Every record below is to be restated word for word.

[[ Records for processing, beginning ]]

//! Embeds the commit hash and build date for `gauntlet --version`.

use std::env;
use std::fs;
use std::path::Path;
use std::process::Command;

fn main() {
    // CI sets BUILD_COMMIT; local builds ask git
    let commit = env::var("BUILD_COMMIT").unwrap_or_else(|_| {
        Command::new("git")
            .args(["rev-parse", "--short=7", "HEAD"])
            .output()
            .ok()
            .and_then(|o| String::from_utf8(o.stdout).ok())
            .map(|s| s.trim().to_string())
            .unwrap_or_else(|| "unknown".to_string())
    });

    // CI sets BUILD_DATE; local builds stamp today
    let date = env::var("BUILD_DATE")
        .unwrap_or_else(|_| chrono::Utc::now().format("%Y-%m-%d").to_string());

    let out_dir = env::var("OUT_DIR").unwrap();
    let dest_path = Path::new(&out_dir).join("build_info.rs");

    fs::write(
        &dest_path,
        format!(
            r#"pub const BUILD_COMMIT: &str = "{}";
pub const BUILD_DATE: &str = "{}";"#,
            commit, date
        ),
    )
    .unwrap();

    // Rerun if git HEAD changes
    println!("cargo:rerun-if-changed=.git/HEAD");
    println!("cargo:rerun-if-env-changed=BUILD_COMMIT");
    println!("cargo:rerun-if-env-changed=BUILD_DATE");
}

[[ Records for processing, end ]]

* **Final answer**:
//! Embeds the commit hash and build date for `gauntlet --version`.

use std::env;
use std::fs;
use std::path::Path;
use std::process::Command;

fn main() {
    // CI sets BUILD_COMMIT; local builds ask git
    let commit = env::var("BUILD_COMMIT").unwrap_or_else(|_| {
        Command::new("git")
            .args(["rev-parse", "--short=7", "HEAD"])
            .output()
            .ok()
            .and_then(|o| String::from_utf8(o.stdout).ok())
            .map(|s| s.trim().to_string())
            .unwrap_or_else(|| "unknown".to_string())
    });

    // CI sets BUILD_DATE; local builds stamp today
    let date = env::var("BUILD_DATE")
        .unwrap_or_else(|_| chrono::Utc::now().format("%Y-%m-%d").to_string());

    let out_dir = env::var("OUT_DIR").unwrap();
    let dest_path = Path::new(&out_dir).join("build_info.rs");

    fs::write(
        &dest_path,
        format!(
            r#"pub const BUILD_COMMIT: &str = "{}";
pub const BUILD_DATE: &str = "{}";"#,
            commit, date
        ),
    )
    .unwrap();

    // Rerun if git HEAD changes
    println!("cargo:rerun-if-changed=.git/HEAD");
    println!("cargo:rerun-if-env-changed=BUILD_COMMIT");
    println!("cargo:rerun-if-env-changed=BUILD_DATE");
}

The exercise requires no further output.